Half-a day in an air-conditioned McDonalds isn’t any usual sort of therapy, but bottomless 40oz. Kleen Kanteens of soda and free WiFi are just what the doctor ordered yesterday afternoon.  Dodging a dripping wet heat that eventually gave way to thunderstorms, I computed for several hours, familiarizing myself with the WordPress interface and searching for my “voice” (still looking).  I’m going to test-ride this blogging thing for a bit.  I’ve got something to say for sure, I’m just not sure if any of it needs to be said aloud.  We’ll see.
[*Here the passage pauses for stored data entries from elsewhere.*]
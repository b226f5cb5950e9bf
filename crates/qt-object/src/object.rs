use std::collections::BTreeSet;

use qt_types::{Diagnostic, ObjectKind, ObjectName, QPath, ReleaseId, TypeError};
use serde_json::Value;

use crate::error::{ObjectError, ObjectResult};
use crate::include::Include;
use crate::lgcode::Lgcode;
use crate::macros::Macro;
use crate::token;

/// The closed set of object variants.
#[derive(Debug, Clone, PartialEq, Eq)]
pub enum ObjectBody {
    Macro(Macro),
    Include(Include),
    Lgcode(Lgcode),
}

impl ObjectBody {
    pub fn kind(&self) -> ObjectKind {
        match self {
            Self::Macro(_) => ObjectKind::Macro,
            Self::Include(_) => ObjectKind::Include,
            Self::Lgcode(_) => ObjectKind::Lgcode,
        }
    }

    pub fn id(&self) -> &str {
        match self {
            Self::Macro(m) => &m.id,
            Self::Include(i) => &i.id,
            Self::Lgcode(l) => &l.id,
        }
    }

    /// Text whose references are this object's dependencies.
    pub fn deps_text(&self) -> String {
        match self {
            Self::Macro(m) => m.deps_text(),
            Self::Include(i) => i.content.clone(),
            Self::Lgcode(l) => l.deps_text(),
        }
    }

    pub fn lint(&self) -> Vec<Diagnostic> {
        match self {
            Self::Macro(m) => m.lint(),
            Self::Include(_) => Vec::new(),
            Self::Lgcode(l) => l.lint(),
        }
    }

    fn to_value(&self) -> serde_json::Result<Value> {
        match self {
            Self::Macro(m) => serde_json::to_value(m),
            Self::Include(i) => serde_json::to_value(i),
            Self::Lgcode(l) => serde_json::to_value(l),
        }
    }

    fn from_value(kind: ObjectKind, value: Value) -> serde_json::Result<Option<Self>> {
        Ok(match kind {
            ObjectKind::Macro => Some(Self::Macro(serde_json::from_value(value)?)),
            ObjectKind::Include => Some(Self::Include(serde_json::from_value(value)?)),
            ObjectKind::Lgcode => Some(Self::Lgcode(serde_json::from_value(value)?)),
            ObjectKind::Text | ObjectKind::Registry => None,
        })
    }
}

/// A stored object: a body plus where it came from.
#[derive(Debug, Clone, PartialEq, Eq)]
pub struct Object {
    name: ObjectName,
    pub release: ReleaseId,
    /// The object file that defines it.
    pub source: QPath,
    /// Line of the defining block header.
    pub line: usize,
    pub body: ObjectBody,
}

impl Object {
    pub fn new(
        release: ReleaseId,
        source: QPath,
        line: usize,
        body: ObjectBody,
    ) -> Result<Self, TypeError> {
        let name = ObjectName::new(body.kind(), body.id())?;
        Ok(Self {
            name,
            release,
            source,
            line,
            body,
        })
    }

    pub fn name(&self) -> &ObjectName {
        &self.name
    }

    /// Names this object refers to, excluding itself.
    pub fn references(&self) -> BTreeSet<ObjectName> {
        let mut refs = token::references(&self.body.deps_text());
        refs.remove(&self.name);
        refs
    }

    /// Serialize to the on-disk JSON record.
    pub fn to_record(&self) -> ObjectResult<Vec<u8>> {
        let corrupt = |e: serde_json::Error| ObjectError::Corrupt {
            object: self.name.to_string(),
            reason: e.to_string(),
        };
        let mut value = self.body.to_value().map_err(corrupt)?;
        if let Value::Object(map) = &mut value {
            map.insert("source".into(), Value::String(self.source.to_string()));
            map.insert("line".into(), Value::from(self.line));
        }
        serde_json::to_vec_pretty(&value).map_err(corrupt)
    }

    /// Decode a record stored under `name` in `release`.
    pub fn from_record(name: &ObjectName, release: ReleaseId, data: &[u8]) -> ObjectResult<Self> {
        let corrupt = |reason: String| ObjectError::Corrupt {
            object: name.to_string(),
            reason,
        };
        let mut value: Value = serde_json::from_slice(data).map_err(|e| corrupt(e.to_string()))?;
        let map = value
            .as_object_mut()
            .ok_or_else(|| corrupt("record is not a JSON object".into()))?;
        let source = map
            .remove("source")
            .and_then(|v| v.as_str().map(QPath::parse))
            .ok_or_else(|| corrupt("missing `source`".into()))?
            .map_err(|e| corrupt(e.to_string()))?;
        let line = map.remove("line").and_then(|v| v.as_u64()).unwrap_or(0) as usize;
        let body = ObjectBody::from_value(name.kind(), value)
            .map_err(|e| corrupt(e.to_string()))?
            .ok_or_else(|| corrupt("kind is not stored".into()))?;
        if body.id() != name.name() {
            return Err(corrupt(format!("record holds `{}`", body.id())));
        }
        Ok(Self {
            name: name.clone(),
            release,
            source,
            line,
            body,
        })
    }
}

#[cfg(test)]
mod tests {
    use super::*;
    use crate::macros::Param;

    fn release() -> ReleaseId {
        ReleaseId::parse("1.00").unwrap()
    }

    fn source() -> QPath {
        QPath::parse("/app/macros.d").unwrap()
    }

    fn greet() -> Object {
        let mut m = Macro::new("GREET");
        m.params.push(Param::new("name"));
        m.body = "Hi, $name! m4_OTHER i4_hdr m4_GREET".into();
        Object::new(release(), source(), 3, ObjectBody::Macro(m)).unwrap()
    }

    #[test]
    fn name_follows_variant() {
        let obj = greet();
        assert_eq!(obj.name().to_string(), "m4_GREET");
        let lg = Object::new(release(), source(), 1, ObjectBody::Lgcode(Lgcode::new("w"))).unwrap();
        assert_eq!(lg.name().to_string(), "l4_w");
    }

    #[test]
    fn invalid_id_is_rejected() {
        let bad = Object::new(release(), source(), 1, ObjectBody::Include(Include::new("9x", "")));
        assert!(bad.is_err());
    }

    #[test]
    fn references_exclude_self() {
        let refs: Vec<String> = greet().references().iter().map(ToString::to_string).collect();
        assert_eq!(refs, vec!["m4_OTHER", "i4_hdr"]);
    }

    #[test]
    fn record_roundtrip() {
        let obj = greet();
        let data = obj.to_record().unwrap();
        let back = Object::from_record(obj.name(), release(), &data).unwrap();
        assert_eq!(back, obj);
    }

    #[test]
    fn record_is_stable() {
        assert_eq!(greet().to_record().unwrap(), greet().to_record().unwrap());
    }

    #[test]
    fn corrupt_records_are_reported() {
        let name = ObjectName::parse("m4_GREET").unwrap();
        for data in [&b"not json"[..], b"[1]", br#"{"id": "GREET"}"#, br#"{"id": "X", "source": "/a"}"#] {
            let err = Object::from_record(&name, release(), data).unwrap_err();
            assert_eq!(err.code(), "object.record.corrupt");
        }
    }
}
At dusk, I set off into much cooler air.  The trail, recently soaked and now dark, took the effect of a video game in which fireflies were quickly approaching stars and galaxies   The trail became a tunnel of obstacles as potholes pooled water and fallen limbs begged rear derailleurs to tangle; my powerful, narrow beam of light pierced the soupy rain-soaked air to uncover obstructions in just enough time to be safely averted.  Twice, fallen trees required dismounting.

I interrupted half a dozen post-rain frog gatherings.  Frogs seem not to know which way to go when approached, nor do deer or squirrels.  I’m not sure I would either.  I suppose the only thing that gets you dead in that situation is indecision.  Decision, of any kind is better than indecision.  Campfires along the banks of the Potomac completed this small-town Saturday night. The evening drew me into Ray Bradbury’s Green Town, IL, full of dandelions and fireflies, fresh cut grass and thick summer air.  Men were fishing the river at dark just above the dam.  Riding the trail at dark was like staying out late past bedtime; to come home sweaty with grass-stained knees and muddy shoes, a childhood prize.  I might be eight years old.

Heading north today from Hancock, MD into PA.  State College and the Pine Creek trail (the Grand Canyon of PA) are on the horizon.